January 19, 2015 12:28 am | Updated November 27, 2021 06:55 pm IST

Considering Nobel laureate Amartya Sen’s caution regarding the insecurity that people face over a lifetime due to the deprivation of basic education, the Annual Status of Education Report (ASER) 2014 calls for a hard look at the situation. Its findings amount to a distressing catalogue of the failures inherent in the pedagogic methods of instruction in vogue. The foremost among them is the overemphasis on a curriculum that is geared to outcomes in the form of examination results, at the expense of a process of learning that is oriented to a mastery of concepts. These shortcomings underlie the original assumption that students of a particular grade would not measure up to commensurate standards; and that any such evaluation would hence be an exercise in futility. That is the apparent rationale behind the ASER assessment of actual student performance based on a lower set of metrics. The report points out that just a small proportion of third-graders are able to read even a text from a lower grade, let alone their own. Any improvement in later years is at best marginal, says the report. The fact is that reading skills are not imparted as part of classroom activity.

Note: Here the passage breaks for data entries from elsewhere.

//! AllocationLoop: spend a labeling budget one query at a time.
//!
//! Each iteration selects the pair with the highest knowledge-gradient
//! reward, looks up the label that worker actually gave in the registry,
//! moment-matches the task and worker posteriors in place, and evicts the
//! pair from the pool. After the last iteration every task queried at
//! least once is classified by its final posterior.

use std::fmt;
use std::sync::Arc;

use rustc_hash::FxHashSet;

use optkg_core::config::{BudgetPolicy, DegeneratePolicy, OptKgConfig};
use optkg_core::constants::DEFAULT_VARIANCE_EPSILON;
use optkg_core::errors::{AllocationError, ParameterKind};
use optkg_core::events::{
    AllocationEventHandler, CandidateSkippedEvent, EventDispatcher, LabelAcquiredEvent,
    RunCompleteEvent, RunStartedEvent,
};
use optkg_core::types::{BetaParams, Label, TaskId, WorkerId};

use crate::beta::SurvivalCache;
use crate::dataset::Registry;
use crate::policy::KnowledgeGradient;
use crate::pool::CandidatePool;
use crate::posterior::PosteriorUpdater;

/// Where the loop currently is.
#[derive(Debug, Clone, Copy, PartialEq, Eq)]
pub enum Phase {
    Initializing,
    Selecting,
    Observing,
    Updating,
    Evicting,
    Terminated,
}

impl Phase {
    pub fn name(&self) -> &'static str {
        match self {
            Self::Initializing => "initializing",
            Self::Selecting => "selecting",
            Self::Observing => "observing",
            Self::Updating => "updating",
            Self::Evicting => "evicting",
            Self::Terminated => "terminated",
        }
    }
}

impl fmt::Display for Phase {
    fn fmt(&self, f: &mut fmt::Formatter<'_>) -> fmt::Result {
        f.write_str(self.name())
    }
}

/// Knobs of one allocation run.
#[derive(Debug, Clone, Copy, PartialEq)]
pub struct AllocationSettings {
    pub task_prior: BetaParams,
    pub worker_prior: BetaParams,
    pub budget_policy: BudgetPolicy,
    pub degenerate_policy: DegeneratePolicy,
    pub variance_epsilon: f64,
}

impl AllocationSettings {
    pub fn from_config(config: &OptKgConfig) -> Self {
        Self {
            task_prior: config.priors.effective_task_prior(),
            worker_prior: config.priors.effective_worker_prior(),
            budget_policy: config.allocation.effective_budget_policy(),
            degenerate_policy: config.allocation.effective_degenerate_policy(),
            variance_epsilon: config.allocation.effective_variance_epsilon(),
        }
    }
}

impl Default for AllocationSettings {
    fn default() -> Self {
        Self {
            task_prior: BetaParams::uniform(),
            worker_prior: BetaParams::new(4.0, 1.0),
            budget_policy: BudgetPolicy::default(),
            degenerate_policy: DegeneratePolicy::default(),
            variance_epsilon: DEFAULT_VARIANCE_EPSILON,
        }
    }
}

/// One completed iteration.
#[derive(Debug, Clone, Copy, PartialEq)]
pub struct StepRecord {
    pub iteration: u64,
    pub task: TaskId,
    pub worker: WorkerId,
    pub position: usize,
    pub reward: f64,
    pub label: Label,
    pub task_after: BetaParams,
    pub worker_after: BetaParams,
}

/// Final split of the queried tasks.
#[derive(Debug, Clone, Default, PartialEq, Eq)]
pub struct DecisionPartition {
    /// Tasks with `a >= b`, in order of first query.
    pub positive: Vec<TaskId>,
    /// Tasks with `a < b`, in order of first query.
    pub negative: Vec<TaskId>,
}

impl DecisionPartition {
    pub fn len(&self) -> usize {
        self.positive.len() + self.negative.len()
    }

    pub fn is_empty(&self) -> bool {
        self.positive.is_empty() && self.negative.is_empty()
    }

    pub fn decision(&self, task: TaskId) -> Option<Label> {
        if self.positive.contains(&task) {
            Some(Label::Positive)
        } else if self.negative.contains(&task) {
            Some(Label::Negative)
        } else {
            None
        }
    }
}

/// Everything a finished run reports.
#[derive(Debug, Clone)]
pub struct AllocationOutcome {
    pub partition: DecisionPartition,
    /// Every queried task, once per query.
    pub chosen: Vec<TaskId>,
    pub task_params: Vec<BetaParams>,
    pub worker_params: Vec<BetaParams>,
    pub iterations: u64,
    /// True when the pool ran dry before the budget was spent.
    pub truncated: bool,
}

/// Drives select → observe → update → evict over a registry.
pub struct Allocator<'a> {
    registry: &'a Registry,
    policy: KnowledgeGradient<'a>,
    updater: PosteriorUpdater,
    settings: AllocationSettings,
    task_params: Vec<BetaParams>,
    worker_params: Vec<BetaParams>,
    pool: CandidatePool,
    chosen: Vec<TaskId>,
    iterations: u64,
    phase: Phase,
    events: EventDispatcher,
}

impl<'a> Allocator<'a> {
    /// Initialise priors and the candidate pool. The allocator stays in
    /// [`Phase::Initializing`] until the first `step` or `run`.
    pub fn new(registry: &'a Registry, cache: &'a SurvivalCache, settings: AllocationSettings) -> Self {
        let updater = PosteriorUpdater::new(settings.variance_epsilon);
        Self {
            registry,
            policy: KnowledgeGradient::new(cache, updater, settings.degenerate_policy),
            updater,
            settings,
            task_params: vec![settings.task_prior; registry.task_count()],
            worker_params: vec![settings.worker_prior; registry.worker_count()],
            pool: CandidatePool::from_registry(registry),
            chosen: Vec::new(),
            iterations: 0,
            phase: Phase::Initializing,
            events: EventDispatcher::new(),
        }
    }

    pub fn register_handler(&mut self, handler: Arc<dyn AllocationEventHandler>) {
        self.events.register(handler);
    }

    pub fn phase(&self) -> Phase {
        self.phase
    }

    pub fn iterations(&self) -> u64 {
        self.iterations
    }

    pub fn pool(&self) -> &CandidatePool {
        &self.pool
    }

    pub fn chosen(&self) -> &[TaskId] {
        &self.chosen
    }

    pub fn settings(&self) -> &AllocationSettings {
        &self.settings
    }

    pub fn task_params(&self, task: TaskId) -> Option<BetaParams> {
        self.task_params.get(task.index()).copied()
    }

    pub fn worker_params(&self, worker: WorkerId) -> Option<BetaParams> {
        self.worker_params.get(worker.index()).copied()
    }

    /// Run one full iteration.
    pub fn step(&mut self) -> Result<StepRecord, AllocationError> {
        if self.phase == Phase::Terminated {
            return Err(AllocationError::Terminated);
        }

        self.phase = Phase::Selecting;
        let outcome =
            self.policy
                .select_next(&self.task_params, &self.worker_params, &self.pool)?;
        for skipped in &outcome.skipped {
            self.events.emit_candidate_skipped(&CandidateSkippedEvent {
                iteration: self.iterations,
                task: skipped.task,
                worker: skipped.worker,
                position: skipped.position,
                reason: skipped.error.to_string(),
            });
        }
        let selection = outcome.selection;

        self.phase = Phase::Observing;
        let response = self
            .registry
            .response_at(selection.task, selection.position)
            .filter(|r| r.worker == selection.worker)
            .ok_or_else(|| AllocationError::MissingResponse {
                task: self.registry.task_name(selection.task).to_string(),
                position: selection.position,
            })?;
        let label = response.label;

        self.phase = Phase::Updating;
        let task_before = self.lookup_task(selection.task)?;
        let worker_before = self.lookup_worker(selection.worker)?;
        let task_after = self.updater.update_task(task_before, worker_before, label)?;
        let worker_after = self.updater.update_worker(task_before, worker_before, label)?;
        self.task_params[selection.task.index()] = task_after;
        self.worker_params[selection.worker.index()] = worker_after;

        self.phase = Phase::Evicting;
        self.pool.evict(selection.task, selection.position)?;
        self.chosen.push(selection.task);

        let record = StepRecord {
            iteration: self.iterations,
            task: selection.task,
            worker: selection.worker,
            position: selection.position,
            reward: selection.reward,
            label,
            task_after,
            worker_after,
        };
        tracing::debug!(
            iteration = record.iteration,
            task = self.registry.task_name(record.task),
            worker = self.registry.worker_name(record.worker),
            label = %label,
            reward = record.reward,
            a = task_after.alpha,
            b = task_after.beta,
            "label acquired"
        );
        self.events.emit_label_acquired(&LabelAcquiredEvent {
            iteration: record.iteration,
            task: record.task,
            worker: record.worker,
            position: record.position,
            reward: record.reward,
            label,
            task_before,
            task_after,
            worker_before,
            worker_after,
        });

        self.iterations += 1;
        self.phase = Phase::Selecting;
        Ok(record)
    }

    /// Spend `budget` labels and classify every queried task.
    pub fn run(&mut self, budget: u64) -> Result<AllocationOutcome, AllocationError> {
        if self.phase == Phase::Terminated {
            return Err(AllocationError::Terminated);
        }
        let available = self.pool.pair_count();
        if budget > available as u64 && self.settings.budget_policy == BudgetPolicy::Reject {
            return Err(AllocationError::BudgetExceedsPairs { budget, available });
        }
        self.phase = Phase::Selecting;

        tracing::info!(
            budget,
            available,
            tasks = self.registry.task_count(),
            workers = self.registry.worker_count(),
            "allocation started"
        );
        self.events.emit_run_started(&RunStartedEvent {
            budget,
            available_pairs: available,
            task_count: self.registry.task_count(),
            worker_count: self.registry.worker_count(),
        });

        let start = self.iterations;
        while self.iterations - start < budget {
            if self.pool.is_empty() {
                break;
            }
            self.step()?;
        }
        let spent = self.iterations - start;
        let truncated = spent < budget;
        if truncated {
            tracing::warn!(budget, spent, "candidate pool exhausted before budget was spent");
        }

        let partition = self.finish();
        tracing::info!(
            iterations = spent,
            positive = partition.positive.len(),
            negative = partition.negative.len(),
            truncated,
            "allocation finished"
        );
        self.events.emit_run_complete(&RunCompleteEvent {
            iterations: spent,
            truncated,
            positive: partition.positive.len(),
            negative: partition.negative.len(),
        });

        Ok(AllocationOutcome {
            partition,
            chosen: self.chosen.clone(),
            task_params: self.task_params.clone(),
            worker_params: self.worker_params.clone(),
            iterations: spent,
            truncated,
        })
    }

    /// Terminate and split the distinct chosen tasks by `a >= b`.
    pub fn finish(&mut self) -> DecisionPartition {
        self.phase = Phase::Terminated;
        let mut seen = FxHashSet::default();
        let mut partition = DecisionPartition::default();
        for &task in &self.chosen {
            if !seen.insert(task) {
                continue;
            }
            let params = self.task_params[task.index()];
            if params.favours_positive() {
                partition.positive.push(task);
            } else {
                partition.negative.push(task);
            }
        }
        partition
    }

    fn lookup_task(&self, task: TaskId) -> Result<BetaParams, AllocationError> {
        self.task_params(task)
            .ok_or_else(|| AllocationError::MissingParameter {
                kind: ParameterKind::Task,
                id: self.registry.task_name(task).to_string(),
            })
    }

    fn lookup_worker(&self, worker: WorkerId) -> Result<BetaParams, AllocationError> {
        self.worker_params(worker)
            .ok_or_else(|| AllocationError::MissingParameter {
                kind: ParameterKind::Worker,
                id: self.registry.worker_name(worker).to_string(),
            })
    }
}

ASER also shows that pupils from the higher classes are unable to perform even simple tasks of division or subtraction. This may have to do with the inadequate reinforcement of concepts over the years owing to the structure of the syllabus. For instance, the use of logarithms that were once taught from Class 9 has been dropped from the Central Board of Secondary Education (CBSE) curriculum. Students are hence denied the opportunity to learn complex mathematical computations. Besides, the mathematics knowledge that people need in daily life is mostly arithmetic-based. Yet, the latter has been omitted from the Class 9 and 10 syllabus. Time was when students could opt between a basic and advanced level of math from Class 8 or 9 under some State boards. The current CBSE paper, tailored to the requirement of engineering aspirants, may be imposing an undue burden on students inclined to pursue different academic streams. A healthy pupil-teacher ratio could also help overcome many of these shortcomings. The Right of Children to Free and Compulsory Education Act stipulates a 30:1 ratio. ASER notes that the country has come consistently close to universal enrolment in the 6-14 age group for six consecutive years. That may have afforded some consolation in an age where the prevailing wisdom held that poor families are disinclined to send children to school. In today’s competitive environment, the ability of students to read, write, count and measure is a bare minimum. The country cannot continue to fail its children.